Marrian Zhou Staff Reporter
Marrian Zhou is a Beijing-born Californian living in New York City. She joined CNET as a staff reporter upon graduation from Columbia Journalism School. When Marrian is not reporting, she is probably binge watching, playing saxophone or eating hot pot.
Marrian Zhou

Chinese scientist He Jiankui speaks at the Second International Summit on Human Genome Editing in Hong Kong this week. 

Anthony Wallace/AFP/Getty Images

China isn't going to let research into gene-edited babies go any further.

The Chinese government on Thursday ordered a halt to work by a medical team that claimed it had created the world's first gene-edited babies, according to The Associated Press.

Xu Nanping, China's vice minister of Science and Technology, told state-owned CCTV that his ministry is strongly opposed to the research and described the medical team's actions as illegal and unacceptable, according to the AP. Xu also reportedly said an investigation had been ordered.

On Sunday, Chinese scientist Jiankui He said he had successfully edited the genes of twin girls, releasing a recorded statement on YouTube about the breakthrough. He said the twin girls, "Lulu" and "Nana," were born healthy after their embryos were genetically modified to make them resistant to HIV infection. He later said more such babies may be on the way.

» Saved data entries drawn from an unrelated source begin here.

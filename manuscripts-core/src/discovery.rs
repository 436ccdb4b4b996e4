//! Local-network discovery seams.
//!
//! Receivers publish a [`ServiceRecord`] through an [`Advertiser`]; senders
//! consume [`DiscoveryEvent`]s from a [`Browser`]. Both are backed by mDNS in
//! the shipped binaries and by in-memory fakes in tests.

use futures::stream::BoxStream;
use thiserror::Error;

use crate::record::ServiceRecord;

/// Proof that a record was published; needed to withdraw it.
#[derive(Debug, Clone, PartialEq, Eq)]
pub struct AdvertisementHandle {
    fullname: String,
}

impl AdvertisementHandle {
    pub fn new(fullname: impl Into<String>) -> Self {
        Self {
            fullname: fullname.into(),
        }
    }

    pub fn fullname(&self) -> &str {
        &self.fullname
    }
}

#[derive(Debug, Clone, PartialEq, Eq)]
pub enum DiscoveryEvent {
    Added(ServiceRecord),
    Removed { instance_id: String },
}

#[derive(Debug, Error)]
pub enum DiscoveryError {
    #[error("discovery service unavailable: {0}")]
    Unavailable(String),
    #[error("failed to publish record: {0}")]
    Publish(String),
    #[error("failed to withdraw record: {0}")]
    Withdraw(String),
    #[error("failed to browse: {0}")]
    Browse(String),
}

pub trait Advertiser: Send + Sync {
    fn publish(&self, record: &ServiceRecord) -> Result<AdvertisementHandle, DiscoveryError>;

    fn withdraw(&self, handle: &AdvertisementHandle) -> Result<(), DiscoveryError>;
}

pub trait Browser: Send + Sync {
    /// Starts a fresh browse. The stream is unbounded; drop it to stop.
    fn browse(&self) -> Result<BoxStream<'static, DiscoveryEvent>, DiscoveryError>;
}
use actix_web_httpauth::extractors::basic::BasicAuth;
use sha2::{Digest, Sha256};

use crate::config::Settings;
use crate::error::ApiError;

/// Gate for protected routes: returns the accepted username.
pub fn authenticate(credentials: Option<&BasicAuth>, settings: &Settings) -> Result<String, ApiError> {
    let Some(credentials) = credentials else {
        log::warn!("Request without basic auth credentials rejected");
        return Err(ApiError::Unauthorized);
    };

    verify_credentials(
        credentials.user_id(),
        credentials.password().unwrap_or_default(),
        &settings.auth_basic_username,
        &settings.auth_basic_password,
    )
}

pub fn verify_credentials(
    username: &str,
    password: &str,
    expected_username: &str,
    expected_password: &str,
) -> Result<String, ApiError> {
    // both comparisons always run
    let username_correct = constant_time_eq(username.as_bytes(), expected_username.as_bytes());
    let password_correct = constant_time_eq(password.as_bytes(), expected_password.as_bytes());

    if !(username_correct & password_correct) {
        log::warn!("Basic auth credentials rejected");
        return Err(ApiError::Unauthorized);
    }

    Ok(username.to_string())
}

// Digests have a fixed length, so the fold below takes the same time for any input pair.
fn constant_time_eq(supplied: &[u8], expected: &[u8]) -> bool {
    let supplied = Sha256::digest(supplied);
    let expected = Sha256::digest(expected);
    supplied
        .iter()
        .zip(expected.iter())
        .fold(0u8, |acc, (a, b)| acc | (a ^ b))
        == 0
}
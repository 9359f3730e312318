use async_trait::async_trait;

use super::TelemetryClient;
use super::span::{HTTP_STATUS_CODE, HTTP_URL, Span, SpanKind};
use crate::storage::{BlobStore, StorageError};

/// Records a dependency span around every call to the wrapped store.
pub struct TracedBlobStore<S> {
    inner: S,
    client: TelemetryClient,
}

impl<S: BlobStore> TracedBlobStore<S> {
    pub fn new(inner: S, client: TelemetryClient) -> Self {
        Self { inner, client }
    }

    fn record<T>(&self, mut span: Span, path: &str, result: &Result<T, StorageError>) {
        let status: u16 = if result.is_ok() { 200 } else { 500 };
        span.set_attribute(HTTP_STATUS_CODE, status);
        span.set_attribute(HTTP_URL, path);
        self.client.track_span(span.finish());
    }
}

#[async_trait]
impl<S: BlobStore> BlobStore for TracedBlobStore<S> {
    async fn download(&self, path: &str) -> Result<Vec<u8>, StorageError> {
        let span = Span::start(format!("blob download {}", path), SpanKind::Client);
        let result = self.inner.download(path).await;
        self.record(span, path, &result);
        result
    }

    async fn upload(&self, path: &str, data: Vec<u8>) -> Result<String, StorageError> {
        let span = Span::start(format!("blob upload {}", path), SpanKind::Client);
        let result = self.inner.upload(path, data).await;
        self.record(span, path, &result);
        result
    }
}
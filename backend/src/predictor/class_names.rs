use std::collections::BTreeMap;
use std::fs;
use std::path::Path;
use std::sync::Arc;

use super::PredictorError;

#[derive(Debug, Clone)]
pub struct ClassNames {
    names: Arc<[String]>,
}

impl ClassNames {
    pub fn new(names: Vec<String>) -> Result<Self, PredictorError> {
        if names.is_empty() {
            return Err(PredictorError::ClassNames("no class names defined".to_string()));
        }
        Ok(Self {
            names: names.into(),
        })
    }

    /// Reads a JSON array of names, or one name per line.
    pub fn load(path: &Path) -> Result<Self, PredictorError> {
        let raw = fs::read_to_string(path)
            .map_err(|e| PredictorError::ClassNames(format!("{}: {}", path.display(), e)))?;
        Self::parse(&raw)
    }

    pub fn parse(raw: &str) -> Result<Self, PredictorError> {
        if let Ok(names) = serde_json::from_str::<Vec<String>>(raw) {
            return Self::new(names);
        }

        let names = raw
            .lines()
            .map(str::trim)
            .filter(|line| !line.is_empty())
            .map(str::to_string)
            .collect();
        Self::new(names)
    }

    pub fn len(&self) -> usize {
        self.names.len()
    }

    pub fn names(&self) -> &[String] {
        &self.names
    }

    pub fn class_from_prediction(&self, index: usize) -> Option<&str> {
        self.names.get(index).map(String::as_str)
    }

    /// Name at the arg-max; the first maximum wins on ties.
    pub fn most_likely_class(&self, probabilities: &[f64]) -> Result<&str, PredictorError> {
        self.check(probabilities)?;

        let mut best = 0;
        for (index, probability) in probabilities.iter().enumerate().skip(1) {
            if *probability > probabilities[best] {
                best = index;
            }
        }
        Ok(&self.names[best])
    }

    /// Maps every class name to its probability rounded to four decimals.
    pub fn label(&self, probabilities: &[f64]) -> Result<BTreeMap<String, f64>, PredictorError> {
        self.check(probabilities)?;

        Ok(self
            .names
            .iter()
            .zip(probabilities)
            .map(|(name, probability)| (name.clone(), round_probability(*probability)))
            .collect())
    }

    pub fn check(&self, probabilities: &[f64]) -> Result<(), PredictorError> {
        if probabilities.len() != self.names.len() {
            return Err(PredictorError::ClassCountMismatch {
                expected: self.names.len(),
                actual: probabilities.len(),
            });
        }
        Ok(())
    }
}

// rounds on the exact decimal expansion of `value`
pub fn round_probability(value: f64) -> f64 {
    format!("{:.4}", value).parse().unwrap_or(value)
}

He and his team have faced international backlash over the use of CRISPR/Cas9 on humans because of the ethical questions such activity raises. CRISPR is a tool that can precisely cut-and-paste genes, allowing a part of DNA to be removed and replaced.

Shenzhen's Southern University of Science and Technology, where He works, has reportedly begun an investigation into the experiment, as has a local medical ethics board

A message sent through Ministry of Science and Technology's website wasn't immediately answered. Neither were phone calls to China's embassy in the US. 

Neither He nor Southern University of Science and Technology responded to requests for comment.